◆ **Exercise objective**: Repeat the whole listing below, word for word.

◆ **Data section**:
• • • • •
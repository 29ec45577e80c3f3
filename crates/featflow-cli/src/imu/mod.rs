pub mod parser;

pub use parser::ImuParser;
• • • • •
◆ **Result**:
repository 29ec45577e80c3f3
filename crates/featflow-cli/src/imu/mod.rs
pub mod parser;

pub use parser::ImuParser;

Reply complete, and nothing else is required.